(What is being asked):
Starting with the first line below, reproduce each line exactly until you have included the one bearing "always reflects the".

[Stored data]
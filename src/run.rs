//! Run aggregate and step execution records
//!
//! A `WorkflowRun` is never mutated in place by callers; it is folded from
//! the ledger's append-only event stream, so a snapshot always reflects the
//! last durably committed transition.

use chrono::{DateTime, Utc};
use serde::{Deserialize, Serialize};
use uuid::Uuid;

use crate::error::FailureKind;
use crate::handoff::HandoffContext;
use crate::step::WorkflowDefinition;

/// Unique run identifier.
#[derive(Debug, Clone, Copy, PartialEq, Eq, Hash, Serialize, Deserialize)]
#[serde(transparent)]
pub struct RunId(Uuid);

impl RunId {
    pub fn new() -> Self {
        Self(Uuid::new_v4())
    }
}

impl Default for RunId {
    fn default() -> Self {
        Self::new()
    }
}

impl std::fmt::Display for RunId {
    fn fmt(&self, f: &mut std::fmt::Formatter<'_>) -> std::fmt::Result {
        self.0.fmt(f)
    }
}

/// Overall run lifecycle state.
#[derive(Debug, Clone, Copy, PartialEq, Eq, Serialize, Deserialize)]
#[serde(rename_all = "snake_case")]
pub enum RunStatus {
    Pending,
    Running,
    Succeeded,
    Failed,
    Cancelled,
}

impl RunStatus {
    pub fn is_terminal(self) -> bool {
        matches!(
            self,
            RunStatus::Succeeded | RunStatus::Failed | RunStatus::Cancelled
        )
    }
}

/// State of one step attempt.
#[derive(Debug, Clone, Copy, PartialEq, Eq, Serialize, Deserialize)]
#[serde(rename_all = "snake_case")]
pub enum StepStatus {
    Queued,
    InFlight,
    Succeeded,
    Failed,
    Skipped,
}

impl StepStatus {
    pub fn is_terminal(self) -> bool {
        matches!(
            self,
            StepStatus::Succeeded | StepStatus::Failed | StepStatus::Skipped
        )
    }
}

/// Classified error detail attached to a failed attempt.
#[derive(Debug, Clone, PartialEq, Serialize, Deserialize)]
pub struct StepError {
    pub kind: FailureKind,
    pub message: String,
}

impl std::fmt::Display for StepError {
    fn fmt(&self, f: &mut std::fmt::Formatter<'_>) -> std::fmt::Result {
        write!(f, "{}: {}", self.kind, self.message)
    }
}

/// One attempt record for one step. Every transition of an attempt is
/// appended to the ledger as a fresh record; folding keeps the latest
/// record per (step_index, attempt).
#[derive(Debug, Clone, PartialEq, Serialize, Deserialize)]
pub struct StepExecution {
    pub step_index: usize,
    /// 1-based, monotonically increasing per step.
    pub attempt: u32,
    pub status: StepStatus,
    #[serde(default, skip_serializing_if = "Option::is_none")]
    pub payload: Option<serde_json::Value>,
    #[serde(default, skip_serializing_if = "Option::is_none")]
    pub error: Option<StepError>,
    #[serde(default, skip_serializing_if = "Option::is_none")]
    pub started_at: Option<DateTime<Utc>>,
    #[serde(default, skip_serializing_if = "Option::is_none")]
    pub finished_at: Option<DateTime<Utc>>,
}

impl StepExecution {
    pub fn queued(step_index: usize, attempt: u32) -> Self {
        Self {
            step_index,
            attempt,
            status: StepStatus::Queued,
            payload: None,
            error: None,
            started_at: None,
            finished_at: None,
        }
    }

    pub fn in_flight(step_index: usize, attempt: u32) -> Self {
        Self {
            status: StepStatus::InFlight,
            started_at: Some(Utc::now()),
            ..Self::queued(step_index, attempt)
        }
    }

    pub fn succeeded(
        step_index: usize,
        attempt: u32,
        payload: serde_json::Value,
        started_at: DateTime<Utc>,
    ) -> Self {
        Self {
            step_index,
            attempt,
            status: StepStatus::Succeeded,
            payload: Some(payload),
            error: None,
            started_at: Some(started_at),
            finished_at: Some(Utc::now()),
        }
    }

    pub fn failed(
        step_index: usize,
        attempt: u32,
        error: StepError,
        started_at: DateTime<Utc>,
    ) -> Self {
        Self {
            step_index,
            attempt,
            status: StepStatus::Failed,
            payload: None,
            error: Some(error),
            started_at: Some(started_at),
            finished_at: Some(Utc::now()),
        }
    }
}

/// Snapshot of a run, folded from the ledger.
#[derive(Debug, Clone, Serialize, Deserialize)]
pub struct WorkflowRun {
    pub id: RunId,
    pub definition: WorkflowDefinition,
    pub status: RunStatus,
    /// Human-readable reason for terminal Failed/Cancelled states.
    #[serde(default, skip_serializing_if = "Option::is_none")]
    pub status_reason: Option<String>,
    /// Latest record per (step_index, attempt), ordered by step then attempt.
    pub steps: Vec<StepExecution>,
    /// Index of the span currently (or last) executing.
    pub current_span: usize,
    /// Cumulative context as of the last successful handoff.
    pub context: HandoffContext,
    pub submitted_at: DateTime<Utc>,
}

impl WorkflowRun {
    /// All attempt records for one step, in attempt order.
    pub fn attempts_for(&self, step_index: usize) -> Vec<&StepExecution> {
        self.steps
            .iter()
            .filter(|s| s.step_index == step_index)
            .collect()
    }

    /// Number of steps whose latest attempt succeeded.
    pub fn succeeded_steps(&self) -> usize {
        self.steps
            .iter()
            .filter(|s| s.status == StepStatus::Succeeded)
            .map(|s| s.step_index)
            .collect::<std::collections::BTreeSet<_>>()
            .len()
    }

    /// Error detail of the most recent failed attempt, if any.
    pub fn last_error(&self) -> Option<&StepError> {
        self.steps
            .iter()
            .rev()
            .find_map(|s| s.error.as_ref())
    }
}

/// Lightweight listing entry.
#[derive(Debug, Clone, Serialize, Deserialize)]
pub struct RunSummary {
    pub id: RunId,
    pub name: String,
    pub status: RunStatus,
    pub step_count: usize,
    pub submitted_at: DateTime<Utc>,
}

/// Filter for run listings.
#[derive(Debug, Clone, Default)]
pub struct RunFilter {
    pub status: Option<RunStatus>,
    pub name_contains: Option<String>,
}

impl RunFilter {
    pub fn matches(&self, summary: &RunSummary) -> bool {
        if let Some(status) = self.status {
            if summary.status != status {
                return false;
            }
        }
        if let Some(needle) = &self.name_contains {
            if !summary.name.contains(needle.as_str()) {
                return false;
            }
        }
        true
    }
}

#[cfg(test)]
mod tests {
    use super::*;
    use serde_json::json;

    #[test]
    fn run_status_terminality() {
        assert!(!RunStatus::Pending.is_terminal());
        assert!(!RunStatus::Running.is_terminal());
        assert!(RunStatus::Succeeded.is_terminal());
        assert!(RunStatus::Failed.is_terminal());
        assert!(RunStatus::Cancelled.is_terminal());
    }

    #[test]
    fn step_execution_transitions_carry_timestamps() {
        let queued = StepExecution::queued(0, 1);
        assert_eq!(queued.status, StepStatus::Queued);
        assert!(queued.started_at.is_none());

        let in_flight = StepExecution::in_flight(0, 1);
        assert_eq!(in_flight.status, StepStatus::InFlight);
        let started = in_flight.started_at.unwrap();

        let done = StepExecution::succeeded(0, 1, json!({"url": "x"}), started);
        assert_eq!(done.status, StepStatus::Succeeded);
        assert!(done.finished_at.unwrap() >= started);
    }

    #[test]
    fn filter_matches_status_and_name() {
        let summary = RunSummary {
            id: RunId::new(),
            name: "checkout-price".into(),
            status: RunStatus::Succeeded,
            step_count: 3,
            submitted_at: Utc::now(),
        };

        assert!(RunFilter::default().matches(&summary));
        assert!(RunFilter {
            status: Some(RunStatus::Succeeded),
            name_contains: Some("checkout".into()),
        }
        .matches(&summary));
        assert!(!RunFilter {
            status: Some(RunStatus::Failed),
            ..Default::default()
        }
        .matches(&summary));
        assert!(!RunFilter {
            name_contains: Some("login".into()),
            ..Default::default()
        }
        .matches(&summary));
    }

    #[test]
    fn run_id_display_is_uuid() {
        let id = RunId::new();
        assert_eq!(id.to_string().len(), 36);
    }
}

(Answer below):
filename src/run.rs
//! Run aggregate and step execution records
//!
//! A `WorkflowRun` is never mutated in place by callers; it is folded from
//! the ledger's append-only event stream, so a snapshot always reflects the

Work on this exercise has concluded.